Both Castilla and Herrera consider that it would be necessary to increase the cost of traditional energy through carbon taxes or tariffs that reflect the environmental impact to “level the playing field” and thus encourage investment in favor of renewable energies.
“But with this, industries such as mining and manufacturing could become unsustainable,” said Carlos Herrera, in support of Castilla's statements.
The former Minister of Economy and Finance, Luis Miguel Castilla, recalled that since 2010 to date, subsidies have been granted to non-conventional renewable energies for US$ 2 billion, through the RER Premium—an economic incentive mechanism in Peru directed to promote investment in renewable energy projects— borne ultimately by consumers. But this promotion resulted in “hasty regulation” by not taking advantage of the reduction in the costs of new technologies and the supply was increased when demand did not require it.
“We have many tax exemptions and a lack of coherence when trying to subsidize renewable energies and, at the same time, fossil energy sources [through the Fuel Price Stabilization Fund or the return of part of the Selective Consumption Tax of public transporters]”, stated Castilla.
As the statements of the former ministers are reminiscent of the beginnings of the adoption of renewable energies in Chile a couple of governments ago, the Chilean Association of Renewable Energies and Storage (ACERA) was consulted about the path they followed to reach the a 44% share of renewable energies in total electricity generation in the first quarter of 2024. (The Chilean system has the generation, transmission and distribution areas divided.)
Ana Lía Rojas, Executive Director of ACERA , explained to AméricaEconomía that receiving an international and national investment of approximately US$ 20 billion contributed to the entry of new actors and new technologies into the system in the last ten years, leading to a reduction in around US$ 100 MWh in energy prices.
Against this background, Rojas confirmed the bill's potential and also highlighted the importance of state participation to promote diversification and modernization in the energy sector, as well as the development of more sustainable and accessible energy sources for the population.
The renewable energy project stalled in Congress needs the “tax benefit” that the state grants to all infrastructure projects, as Oviedo pointed out above, so that companies that produce and distribute only renewable energy can compete. However, as the former ministers pointed out, their need could be solved if they complemented each other by making alliances with other companies.
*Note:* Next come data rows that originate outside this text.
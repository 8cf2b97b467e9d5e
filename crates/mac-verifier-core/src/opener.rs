use std::path::Path;

use anyhow::{Context, Result};

/// Capability to show a checked file to the user.
///
/// Kept behind a trait so classification runs headless; the desktop behaviour is
/// one implementation among others.
pub trait ResultOpener {
    fn open(&self, path: &Path) -> Result<()>;
}

/// Hands the file to the host's default application.
#[derive(Debug, Default, Clone, Copy)]
pub struct SystemOpener;

impl ResultOpener for SystemOpener {
    fn open(&self, path: &Path) -> Result<()> {
        open::that(path).with_context(|| format!("failed to open {}", path.display()))
    }
}

/// Opener that never opens anything.
#[derive(Debug, Default, Clone, Copy)]
pub struct NoopOpener;

impl ResultOpener for NoopOpener {
    fn open(&self, _path: &Path) -> Result<()> {
        Ok(())
    }
}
Consequently, questions arise. Will the bill be enough to increase the participation of renewable energies in Peru's energy matrix? Or will gas remain, for as long as it can, the cushion for the systems' lack of power generation capacity?
“What is missing in Peru is a figure that prioritizes the interests of the consumer and the country above corporate interests,” said Herrera. “The dependence on Camisea [the largest natural gas field] for energy generation is evident and is reaching its limits,” he concluded.